Hi, let me say straight up I am new to this sort of modeling, apologies for any faux pas both in asking this question and my modeling.
I am currently trying to simulate data for a non-linear model I have developed, with the end goal of sharing the model for others to use (perhaps as a shiny app, but again, new territory for me) using the brms package in R.
I had hoped to summarize an equation that I could share, however due to the apparently complex relationship between the model supplied estimates and predictors, I realized it would probably be easier to just share the model in question.
My new issue is that I cannot just share the model as it is built on confidential data.
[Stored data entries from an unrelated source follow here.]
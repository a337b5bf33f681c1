use std::{collections::HashMap, fs, io::ErrorKind, path::Path};

use derive_new::new;
use serde::Deserialize;
use tracing::debug;

/// Class count assumed when no usable label file exists.
pub const DEFAULT_CLASS_COUNT: usize = 22;

#[derive(Deserialize)]
#[serde(untagged)]
enum LabelDocument {
    Ordered(Vec<String>),
    Keyed(HashMap<String, String>),
}

/// Outcome of reading the label file.
#[derive(Debug)]
pub enum LabelFile {
    Loaded(HashMap<String, String>),
    NotFound,
    Malformed(String),
}

impl LabelFile {
    pub fn read(path: &Path) -> Self {
        let contents = match fs::read(path) {
            Ok(contents) => contents,
            Err(err) if err.kind() == ErrorKind::NotFound => return LabelFile::NotFound,
            Err(err) => return LabelFile::Malformed(err.to_string()),
        };

        match serde_json::from_slice::<LabelDocument>(&contents) {
            Ok(document) => LabelFile::Loaded(document.into_mapping()),
            Err(err) => LabelFile::Malformed(err.to_string()),
        }
    }
}

impl LabelDocument {
    fn into_mapping(self) -> HashMap<String, String> {
        match self {
            LabelDocument::Ordered(names) => names
                .into_iter()
                .enumerate()
                .map(|(idx, name)| (idx.to_string(), name))
                .collect(),
            LabelDocument::Keyed(mapping) => mapping,
        }
    }
}

/// Lookup from stringified class index to label. Indices without an entry
/// resolve to `class_<index>`.
#[derive(Debug, Clone, new)]
pub struct LabelMap {
    labels: HashMap<String, String>,
}

impl LabelMap {
    pub fn synthetic(num_classes: usize) -> Self {
        Self::new((0..num_classes).map(|idx| (idx.to_string(), synthetic_label(idx))).collect())
    }

    pub fn load(path: &Path) -> Self {
        match LabelFile::read(path) {
            LabelFile::Loaded(labels) => {
                debug!("loaded {} labels from {}", labels.len(), path.display());
                Self::new(labels)
            }
            LabelFile::NotFound => {
                debug!("no label file at {}, using synthetic labels", path.display());
                Self::synthetic(DEFAULT_CLASS_COUNT)
            }
            LabelFile::Malformed(reason) => {
                debug!("ignoring label file {}: {reason}", path.display());
                Self::synthetic(DEFAULT_CLASS_COUNT)
            }
        }
    }

    pub fn label(&self, index: usize) -> String {
        self.labels
            .get(&index.to_string())
            .cloned()
            .unwrap_or_else(|| synthetic_label(index))
    }

    pub fn len(&self) -> usize {
        self.labels.len()
    }

    pub fn is_empty(&self) -> bool {
        self.labels.is_empty()
    }
}

fn synthetic_label(index: usize) -> String {
    format!("class_{index}")
}
//! Inpatient Finance Model (stays, deposits, invoices, settlement)
//!
//! All amounts are computed by the backend; the client only displays them.

use chrono::{NaiveDate, NaiveDateTime};
use rust_decimal::Decimal;
use serde::{Deserialize, Serialize};
use std::fmt;

#[derive(Debug, Clone, Copy, PartialEq, Eq, Hash, Serialize, Deserialize)]
#[serde(rename_all = "SCREAMING_SNAKE_CASE")]
pub enum StayStatus {
    Admitted,
    Discharged,
    Settled,
}

impl StayStatus {
    pub fn as_str(&self) -> &'static str {
        match self {
            Self::Admitted => "ADMITTED",
            Self::Discharged => "DISCHARGED",
            Self::Settled => "SETTLED",
        }
    }
}

impl std::str::FromStr for StayStatus {
    type Err = String;

    fn from_str(s: &str) -> Result<Self, Self::Err> {
        match s.trim().to_ascii_uppercase().as_str() {
            "ADMITTED" => Ok(Self::Admitted),
            "DISCHARGED" => Ok(Self::Discharged),
            "SETTLED" => Ok(Self::Settled),
            _ => Err(format!("unknown stay status: {s}")),
        }
    }
}

#[derive(Debug, Clone, Copy, PartialEq, Eq, Hash, Serialize, Deserialize)]
#[serde(rename_all = "SCREAMING_SNAKE_CASE")]
pub enum PaymentMethod {
    Cash,
    Card,
    BankTransfer,
    Insurance,
}

impl PaymentMethod {
    pub fn as_str(&self) -> &'static str {
        match self {
            Self::Cash => "CASH",
            Self::Card => "CARD",
            Self::BankTransfer => "BANK_TRANSFER",
            Self::Insurance => "INSURANCE",
        }
    }
}

impl fmt::Display for PaymentMethod {
    fn fmt(&self, f: &mut fmt::Formatter<'_>) -> fmt::Result {
        f.write_str(self.as_str())
    }
}

impl std::str::FromStr for PaymentMethod {
    type Err = String;

    fn from_str(s: &str) -> Result<Self, Self::Err> {
        match s.trim().to_ascii_uppercase().replace('-', "_").as_str() {
            "CASH" => Ok(Self::Cash),
            "CARD" => Ok(Self::Card),
            "BANK_TRANSFER" | "TRANSFER" => Ok(Self::BankTransfer),
            "INSURANCE" => Ok(Self::Insurance),
            _ => Err(format!("unknown payment method: {s}")),
        }
    }
}

/// Inpatient stay (admission)
#[derive(Debug, Clone, PartialEq, Serialize, Deserialize)]
#[serde(rename_all = "camelCase")]
pub struct InpatientStay {
    pub stay_id: i64,
    pub patient_id: i64,
    pub patient_name: String,
    #[serde(default)]
    pub patient_code: Option<String>,
    #[serde(default)]
    pub department_name: Option<String>,
    #[serde(default)]
    pub bed_number: Option<String>,
    pub admission_date: NaiveDate,
    #[serde(default)]
    pub discharge_date: Option<NaiveDate>,
    pub status: StayStatus,
}

#[derive(Debug, Clone, Copy, PartialEq, Eq, Hash, Serialize, Deserialize)]
#[serde(rename_all = "SCREAMING_SNAKE_CASE")]
pub enum TransactionType {
    Deposit,
    Payment,
    Refund,
}

#[derive(Debug, Clone, Copy, PartialEq, Eq, Hash, Serialize, Deserialize)]
#[serde(rename_all = "SCREAMING_SNAKE_CASE")]
pub enum TransactionStatus {
    Pending,
    Completed,
    Failed,
    Voided,
}

/// Money movement on a stay (deposit, invoice payment, refund)
#[derive(Debug, Clone, PartialEq, Serialize, Deserialize)]
#[serde(rename_all = "camelCase")]
pub struct Transaction {
    pub transaction_id: i64,
    pub stay_id: i64,
    pub transaction_type: TransactionType,
    pub amount: Decimal,
    pub payment_method: PaymentMethod,
    pub status: TransactionStatus,
    #[serde(default)]
    pub reference: Option<String>,
    #[serde(default)]
    pub note: Option<String>,
    pub created_at: NaiveDateTime,
}

#[derive(Debug, Clone, Copy, PartialEq, Eq, Hash, Serialize, Deserialize)]
#[serde(rename_all = "SCREAMING_SNAKE_CASE")]
pub enum InvoiceStatus {
    Unpaid,
    PartiallyPaid,
    Paid,
    Cancelled,
}

#[derive(Debug, Clone, PartialEq, Serialize, Deserialize)]
#[serde(rename_all = "camelCase")]
pub struct InvoiceLine {
    pub description: String,
    pub quantity: Decimal,
    pub unit_price: Decimal,
    pub amount: Decimal,
}

#[derive(Debug, Clone, PartialEq, Serialize, Deserialize)]
#[serde(rename_all = "camelCase")]
pub struct Invoice {
    pub invoice_id: i64,
    pub invoice_number: String,
    pub stay_id: i64,
    pub total_amount: Decimal,
    #[serde(default)]
    pub insurance_covered: Decimal,
    pub paid_amount: Decimal,
    pub due_amount: Decimal,
    pub status: InvoiceStatus,
    pub issued_at: NaiveDateTime,
    #[serde(default)]
    pub lines: Vec<InvoiceLine>,
}

/// Deposit balance summary for a stay
#[derive(Debug, Clone, PartialEq, Serialize, Deserialize)]
#[serde(rename_all = "camelCase")]
pub struct DepositBalance {
    pub stay_id: i64,
    pub total_deposit: Decimal,
    pub total_charges: Decimal,
    pub total_refunded: Decimal,
    /// Positive = credit held for the patient, negative = amount owed
    pub balance: Decimal,
}

#[derive(Debug, Clone, Serialize, Deserialize)]
#[serde(rename_all = "camelCase")]
pub struct DepositCreate {
    pub amount: Decimal,
    pub payment_method: PaymentMethod,
    #[serde(skip_serializing_if = "Option::is_none")]
    pub note: Option<String>,
}

#[derive(Debug, Clone, Serialize, Deserialize)]
#[serde(rename_all = "camelCase")]
pub struct InvoicePayment {
    pub amount: Decimal,
    pub payment_method: PaymentMethod,
    /// Draw from the deposit balance instead of collecting new money
    #[serde(default)]
    pub use_deposit: bool,
}

#[derive(Debug, Clone, Serialize, Deserialize)]
#[serde(rename_all = "camelCase")]
pub struct RefundCreate {
    pub amount: Decimal,
    pub payment_method: PaymentMethod,
    pub reason: String,
}

#[derive(Debug, Clone, Copy, PartialEq, Eq, Hash, Serialize, Deserialize)]
#[serde(rename_all = "SCREAMING_SNAKE_CASE")]
pub enum SettlementStatus {
    /// Deposit covered everything; `refund_amount` goes back to the patient
    Refund,
    /// Deposit fell short; `amount_due` must still be collected
    AmountDue,
    /// Deposit matched charges exactly
    Balanced,
}

/// Result of the backend settlement of a stay
#[derive(Debug, Clone, PartialEq, Serialize, Deserialize)]
#[serde(rename_all = "camelCase")]
pub struct SettlementResult {
    pub stay_id: i64,
    pub total_deposit: Decimal,
    pub total_invoiced: Decimal,
    pub total_paid: Decimal,
    pub refund_amount: Decimal,
    pub amount_due: Decimal,
    pub status: SettlementStatus,
    #[serde(default)]
    pub settled_at: Option<NaiveDateTime>,
}

#[cfg(test)]
mod tests {
    use super::*;
    use std::str::FromStr;

    #[test]
    fn test_settlement_deserialize_numbers() {
        let json = r#"{
            "stayId": 4, "totalDeposit": 5000000, "totalInvoiced": 3250000.5,
            "totalPaid": 0, "refundAmount": 1749999.5, "amountDue": 0,
            "status": "REFUND"
        }"#;
        let result: SettlementResult = serde_json::from_str(json).unwrap();
        assert_eq!(result.total_deposit, Decimal::from(5_000_000));
        assert_eq!(result.refund_amount, Decimal::from_str("1749999.5").unwrap());
        assert_eq!(result.status, SettlementStatus::Refund);
        assert!(result.settled_at.is_none());
    }

    #[test]
    fn test_payment_method_from_str() {
        assert_eq!("bank-transfer".parse::<PaymentMethod>(), Ok(PaymentMethod::BankTransfer));
        assert_eq!("cash".parse::<PaymentMethod>(), Ok(PaymentMethod::Cash));
        assert!("bitcoin".parse::<PaymentMethod>().is_err());
    }

    #[test]
    fn test_deposit_serialize() {
        let deposit = DepositCreate {
            amount: Decimal::from(2_000_000),
            payment_method: PaymentMethod::Card,
            note: None,
        };
        let json = serde_json::to_value(&deposit).unwrap();
        assert_eq!(json["paymentMethod"], "CARD");
        assert!(json.get("note").is_none());
    }
}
After reading a number of topics on this site, I saw that you should be able to use
sample_prior = "only" and then use
posterior_predict to get the simulated data, but when I do this, the values returned are all ‘-Inf’ values. Here is my code for the model below:
prior1 <- prior(normal(0, 100), nlpar = "b1", lb = 0) + prior(normal(0, 10), nlpar = "b2", lb = 0) fit <- brm(bf(y~ b1^b2, b1 ~ 1 + x b2 ~ 1, nl = TRUE), data = data, prior = prior1, iter = 54000, warmup = 22000, thin = 54, cores = 4, family = lognormal(), control = list(adapt_delta = 0.99, max_treedepth = 12), file = "fit", sample_prior = "only", save_all_pars = T, seed = 1234) str(posterior_predict(fit))
I get these results:
num [1:2372, 1:2619] 27 84 116.8 168 98.9 ... - attr(*, "dimnames")=List of 2 ..$ : NULL ..$ : NULL
> vals <- (posterior_predict(fit)) > vals[]  Inf
Unfortunately I cannot share the underlying data here either.
I would be grateful for any advice or insight at all. Ideally a solution would not involve redoing the model, if possible (but understand it may just have to be if I’ve done something incorrectly).